Cambiano alleanze e muta il quadro

L’appoggio dell’Occidente verso Israele è cosa nota. Senza esso Tel Aviv non sarebbe nata e men che mai cresciuta. Ma stavolta il meccanismo incontra difficoltà nel suo procedere in automatico, perché tale e tanta è la sproporzione della risposta bellica di Israele all’attacco di Hamas, che anche lo stesso Occidente trova difficoltà a giustificarla. Le mozioni delle Nazioni Unite vedono persino paesi UE votare a favore del “cessate il fuoco immediato” e negli stessi USA il Partito Democratico è spaccato. Le proteste di piazza in tutto il mondo contro il genocidio dei palestinesi isolano politicamente Israele come mai prima d’ora.

Assume poi particolare significato la posizione di paesi tradizionalmente legati all’Occidente come Turchia, Arabia Saudita e Qatar, Giordania, Marocco ed Egitto, che durissimi contro Tel Aviv modificano il quadro politico della regione e mandano in soffitta ogni ipotesi di alleanze trasversali utili ad isolare l’Iran, che Israele e USA considerano la peggior minaccia.

La Lega Araba si schiera unitariamente e senza distinguo al fianco di Gaza, Hamas parla con Mosca e conta non solo sul supporto forte dell’Iran e del Libano, ma anche sul sostegno concreto di Istambul. Il che rompe decisamente gli schemi, vista l’appartenenza di Istambul alla NATO, della quale è addirittura il secondo esercito più numeroso. Il sostegno alla causa palestinese e in particolare verso Hamas è una costante della politica estera turca e ha fruttato alla Turchia e in particolare ad Erdogan prestigio e reputazione in paesi estranei alla regione quali Pakistan, Afghanistan e in molti paesi dell’Africa subsahariana a maggioranza musulmana.

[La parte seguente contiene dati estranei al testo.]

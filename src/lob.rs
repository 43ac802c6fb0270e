//! LOB engine - per-instrument book state and stats emission.
//!
//! Single writer: one engine owns its instruments' states and is driven by
//! one thread. See `shard` for running several engines side by side.

use rustc_hash::FxHashMap;
use serde::{Deserialize, Serialize};
use tracing::debug;

use crate::book::LobState;
use crate::error::ConfigError;
use crate::event::{BidAskEvent, FeedGap, InstrumentId, LobStatsEvent, MarketEvent, TickEvent, MAX_DEPTH};
use crate::stats::{self, StatsEmission, MAX_VOLATILITY_WINDOW};

/// Engine configuration.
#[derive(Clone, Copy, Debug, PartialEq, Serialize, Deserialize)]
#[serde(default)]
pub struct LobConfig {
    /// Levels kept per side (1..=MAX_DEPTH)
    pub depth: usize,
    pub emission: StatsEmission,
    /// Mid changes in the volatility estimate (1..=64)
    pub volatility_window: usize,
}

impl Default for LobConfig {
    fn default() -> Self {
        Self {
            depth: 5,
            emission: StatsEmission::EveryUpdate,
            volatility_window: 32,
        }
    }
}

impl LobConfig {
    pub fn validate(&self) -> Result<(), ConfigError> {
        if self.depth == 0 || self.depth > MAX_DEPTH {
            return Err(ConfigError::Invalid(format!(
                "lob depth {} outside 1..={MAX_DEPTH}",
                self.depth
            )));
        }
        if self.volatility_window == 0 || self.volatility_window > MAX_VOLATILITY_WINDOW {
            return Err(ConfigError::Invalid(format!(
                "volatility window {} outside 1..={MAX_VOLATILITY_WINDOW}",
                self.volatility_window
            )));
        }
        if let StatsEmission::DeadBand { price_ticks, imbalance } = self.emission {
            if price_ticks < 0 || !(0.0..=2.0).contains(&imbalance) {
                return Err(ConfigError::Invalid("dead band must be non-negative".into()));
            }
        }
        Ok(())
    }
}

/// Engine counters.
#[derive(Clone, Copy, Debug, Default, PartialEq, Eq)]
pub struct LobCounters {
    /// Book updates applied
    pub applied: u64,
    pub ticks: u64,
    /// Events discarded for a stale or non-increasing sequence
    pub stale_discarded: u64,
    pub gaps: u64,
    pub emitted: u64,
    /// Stats suppressed by the dead band
    pub suppressed: u64,
}

/// Book engine for a set of instruments.
pub struct LobEngine {
    books: FxHashMap<InstrumentId, LobState>,
    config: LobConfig,
    counters: LobCounters,
}

impl LobEngine {
    pub fn new(config: LobConfig) -> Self {
        Self {
            books: FxHashMap::default(),
            config,
            counters: LobCounters::default(),
        }
    }

    /// Pre-create states so the hot path never inserts into the map.
    pub fn with_instruments(config: LobConfig, instruments: impl IntoIterator<Item = InstrumentId>) -> Self {
        let mut engine = Self::new(config);
        for id in instruments {
            engine.books.insert(id, LobState::new(id, config.volatility_window));
        }
        engine
    }

    #[inline]
    pub fn config(&self) -> &LobConfig {
        &self.config
    }

    #[inline]
    pub fn counters(&self) -> LobCounters {
        self.counters
    }

    #[inline]
    pub fn book(&self, instrument: InstrumentId) -> Option<&LobState> {
        self.books.get(&instrument)
    }

    /// Current statistics regardless of the emission policy.
    pub fn stats(&self, instrument: InstrumentId) -> Option<LobStatsEvent> {
        self.books.get(&instrument).map(stats::compute)
    }

    #[inline]
    pub fn instrument_count(&self) -> usize {
        self.books.len()
    }

    /// Apply one market event; returns the stats event to publish, if any.
    #[inline]
    pub fn apply(&mut self, event: &MarketEvent) -> Option<LobStatsEvent> {
        match event {
            MarketEvent::Tick(tick) => {
                self.apply_tick(tick);
                None
            }
            MarketEvent::BidAsk(update) => self.apply_bidask(update),
            MarketEvent::FeedGap(gap) => self.apply_gap(gap),
        }
    }

    fn state_mut(&mut self, instrument: InstrumentId) -> &mut LobState {
        let window = self.config.volatility_window;
        self.books
            .entry(instrument)
            .or_insert_with(|| LobState::new(instrument, window))
    }

    fn discard_stale(&mut self, instrument: InstrumentId, seq: u64, last: Option<u64>) {
        self.counters.stale_discarded += 1;
        debug!(instrument, seq, last = ?last, "discarding stale event");
    }

    fn apply_tick(&mut self, tick: &TickEvent) {
        let state = self.state_mut(tick.instrument);
        if tick.stale || !state.accepts(tick.seq) {
            let last = state.last_seq;
            self.discard_stale(tick.instrument, tick.seq, last);
            return;
        }
        state.last_seq = Some(tick.seq);
        state.last_trade = Some(tick.price);
        self.counters.ticks += 1;
    }

    fn apply_bidask(&mut self, update: &BidAskEvent) -> Option<LobStatsEvent> {
        let depth = self.config.depth;
        let state = self.state_mut(update.instrument);
        if update.stale || !state.accepts(update.seq) {
            let last = state.last_seq;
            self.discard_stale(update.instrument, update.seq, last);
            return None;
        }

        // An absent side is unknown for this update, not empty
        if let Some(bids) = &update.bids {
            state.bids.replace(bids, depth);
        }
        if let Some(asks) = &update.asks {
            state.asks.replace(asks, depth);
        }
        state.last_seq = Some(update.seq);
        state.last_exch_ts = update.exch_ts;
        state.version += 1;

        let mid_x2 = match (state.bids.best(), state.asks.best()) {
            (Some(b), Some(a)) => Some(a.price + b.price),
            _ => None,
        };
        if let (Some(prev), Some(mid)) = (state.last_mid_x2, mid_x2) {
            state.volatility.push((mid - prev) as f64 / 2.0);
        }
        state.last_mid_x2 = mid_x2;

        self.counters.applied += 1;
        self.emit(update.instrument, false)
    }

    fn apply_gap(&mut self, gap: &FeedGap) -> Option<LobStatsEvent> {
        self.counters.gaps += 1;
        match gap.instrument {
            Some(id) => {
                let state = self.books.get_mut(&id)?;
                state.mark_stale();
                if gap.reset_sequence {
                    state.last_seq = None;
                }
                debug!(instrument = id, reset = gap.reset_sequence, "feed gap");
                self.emit(id, true)
            }
            None => {
                self.mark_stale_all(gap.reset_sequence);
                None
            }
        }
    }

    /// Mark every known book stale (connection-wide gap).
    pub fn mark_stale_all(&mut self, reset_sequence: bool) {
        for state in self.books.values_mut() {
            state.mark_stale();
            if reset_sequence {
                state.last_seq = None;
            }
        }
        debug!(instruments = self.books.len(), reset = reset_sequence, "feed gap on all instruments");
    }

    fn emit(&mut self, instrument: InstrumentId, force: bool) -> Option<LobStatsEvent> {
        let policy = self.config.emission;
        let state = self.books.get_mut(&instrument)?;
        let next = stats::compute(state);
        if force || stats::should_emit(policy, state.last_emitted.as_ref(), &next) {
            state.last_emitted = Some(next);
            self.counters.emitted += 1;
            Some(next)
        } else {
            self.counters.suppressed += 1;
            None
        }
    }

    /// Pre-create states and touch their memory before the hot loop.
    pub fn warm_up(&mut self, instruments: impl IntoIterator<Item = InstrumentId>) {
        let window = self.config.volatility_window;
        for id in instruments {
            self.books.entry(id).or_insert_with(|| LobState::new(id, window));
        }
        for state in self.books.values_mut() {
            // SAFETY: `state.version` is a valid, exclusively borrowed field
            unsafe {
                std::ptr::write_volatile(&mut state.version, state.version);
            }
        }
    }

    /// Compute a hash of all book states (for determinism testing).
    pub fn state_hash(&self) -> u64 {
        use std::collections::hash_map::DefaultHasher;
        use std::hash::{Hash, Hasher};

        let mut ids: Vec<InstrumentId> = self.books.keys().copied().collect();
        ids.sort_unstable();

        let mut hasher = DefaultHasher::new();
        for id in ids {
            let state = &self.books[&id];
            id.hash(&mut hasher);
            state.bids.prices().hash(&mut hasher);
            state.bids.sizes().hash(&mut hasher);
            (state.bids.state() as u8).hash(&mut hasher);
            state.asks.prices().hash(&mut hasher);
            state.asks.sizes().hash(&mut hasher);
            (state.asks.state() as u8).hash(&mut hasher);
            state.last_seq.hash(&mut hasher);
            state.last_trade.hash(&mut hasher);
            state.version.hash(&mut hasher);
        }
        hasher.finish()
    }
}
//! Event bus - the fixed set of pipeline topics.

use std::sync::Arc;

use serde::{Deserialize, Serialize};

use crate::error::{BusError, ConfigError};
use crate::event::{LobStatsEvent, MarketEvent, Side};
use crate::gate::DecisionRecord;
use crate::topic::{BackpressurePolicy, BusMessage, Subscription, Topic, TopicStats};

/// Pipeline topics.
#[derive(Clone, Copy, Debug, PartialEq, Eq, Hash)]
pub enum TopicId {
    /// Normalized ticks, book updates and feed gaps
    MarketData,
    /// LOB statistics
    LobStats,
    /// Risk decisions on the order path
    OrderControl,
    /// Everything worth persisting, for the external recorder
    Recorder,
}

impl TopicId {
    pub const ALL: [TopicId; 4] = [
        TopicId::MarketData,
        TopicId::LobStats,
        TopicId::OrderControl,
        TopicId::Recorder,
    ];

    pub const fn name(self) -> &'static str {
        match self {
            TopicId::MarketData => "market_data",
            TopicId::LobStats => "lob_stats",
            TopicId::OrderControl => "order_control",
            TopicId::Recorder => "recorder",
        }
    }
}

/// Envelope carried by every topic.
#[derive(Clone, Copy, Debug, PartialEq)]
pub enum BusEvent {
    Market(MarketEvent),
    Stats(LobStatsEvent),
    Decision(DecisionRecord),
}

impl BusMessage for BusEvent {
    fn is_well_formed(&self) -> bool {
        match self {
            BusEvent::Market(MarketEvent::BidAsk(book)) => {
                book.bids.map_or(true, |s| s.is_well_formed(Side::Bid))
                    && book.asks.map_or(true, |s| s.is_well_formed(Side::Ask))
            }
            BusEvent::Market(MarketEvent::Tick(tick)) => tick.price > 0 && tick.size >= 0,
            BusEvent::Market(MarketEvent::FeedGap(_)) => true,
            BusEvent::Stats(stats) => stats.imbalance.map_or(true, |i| (-1.0..=1.0).contains(&i)),
            BusEvent::Decision(_) => true,
        }
    }
}

/// Sizing and policy of one topic.
#[derive(Clone, Copy, Debug, PartialEq, Eq, Serialize, Deserialize)]
#[serde(default)]
pub struct TopicConfig {
    /// Slots (power of two)
    pub capacity: usize,
    pub policy: BackpressurePolicy,
    pub max_subscribers: usize,
}

impl Default for TopicConfig {
    fn default() -> Self {
        Self {
            capacity: 4096,
            policy: BackpressurePolicy::DropOldest,
            max_subscribers: 8,
        }
    }
}

#[derive(Clone, Copy, Debug, Default, PartialEq, Eq, Serialize, Deserialize)]
#[serde(default)]
pub struct BusConfig {
    pub market_data: TopicConfig,
    pub lob_stats: TopicConfig,
    pub order_control: TopicConfig,
    pub recorder: TopicConfig,
}

impl BusConfig {
    pub fn topic(&self, id: TopicId) -> &TopicConfig {
        match id {
            TopicId::MarketData => &self.market_data,
            TopicId::LobStats => &self.lob_stats,
            TopicId::OrderControl => &self.order_control,
            TopicId::Recorder => &self.recorder,
        }
    }
}

/// All pipeline topics. Cheap to clone; clones share the topics.
#[derive(Clone)]
pub struct EventBus {
    topics: [Arc<Topic<BusEvent>>; 4],
}

impl EventBus {
    pub fn new(config: &BusConfig) -> Result<Self, ConfigError> {
        let make = |id: TopicId| -> Result<Arc<Topic<BusEvent>>, ConfigError> {
            let c = config.topic(id);
            Ok(Arc::new(Topic::new(id.name(), c.capacity, c.policy, c.max_subscribers)?))
        };
        Ok(Self {
            topics: [
                make(TopicId::MarketData)?,
                make(TopicId::LobStats)?,
                make(TopicId::OrderControl)?,
                make(TopicId::Recorder)?,
            ],
        })
    }

    #[inline]
    pub fn topic(&self, id: TopicId) -> &Arc<Topic<BusEvent>> {
        &self.topics[id as usize]
    }

    #[inline]
    pub fn publish(&self, id: TopicId, event: BusEvent) -> Result<(), BusError> {
        self.topic(id).publish(event)
    }

    pub fn subscribe(&self, id: TopicId) -> Result<Subscription<BusEvent>, BusError> {
        self.topic(id).subscribe()
    }

    pub fn subscribe_from_oldest(&self, id: TopicId) -> Result<Subscription<BusEvent>, BusError> {
        self.topic(id).subscribe_from_oldest()
    }

    pub fn stats(&self, id: TopicId) -> TopicStats {
        self.topic(id).stats()
    }
}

Erdogan, forte del ruolo offertogli da Mosca quale possibile hub continentale della distribuzione del gas russo, mette in discussione il progetto di gasdotto con Israele e si candida a rappresentare il mondo sunnita. La comune posizione con Teheran, che rappresenta quello sciita, pone le condizioni per un ritorno forte della causa palestinese tra i paesi arabi e di una sua funzione unificatrice delle diverse correnti del mondo musulmano.

In questo pur confuso riequilibrio politico della regione, quel che è certo è che i blocchi precedenti al 7 ottobre vacillano, lo strazio palestinese muove il terreno che si credeva stabilizzato. Il sacrifico di Gaza rende edotti sulle vere modalità dell’agire e sulle finalità che persegue Israele. La questione palestinese può innescare un gigantesco reset di schieramenti che cancellerebbe in buona parte la politica statunitense nella regione degli ultimi 30 anni e ridurrebbe Israele ad una sorta di Fort Alamo in versione mediorientale.

Per la Palestina si riaprono porte da tempo socchiuse, si risvegliano antiche solidarietà, rinascono affinità ed identificazioni con una causa che è insieme riscatto e dignità dovuta, giustizia e diritto di una nazione e di un popolo. Questo è e resterà il sogno e la battaglia di ogni palestinese, viva donde viva e quale che sia l’età. Generazione dopo generazione, fino alla liberazione.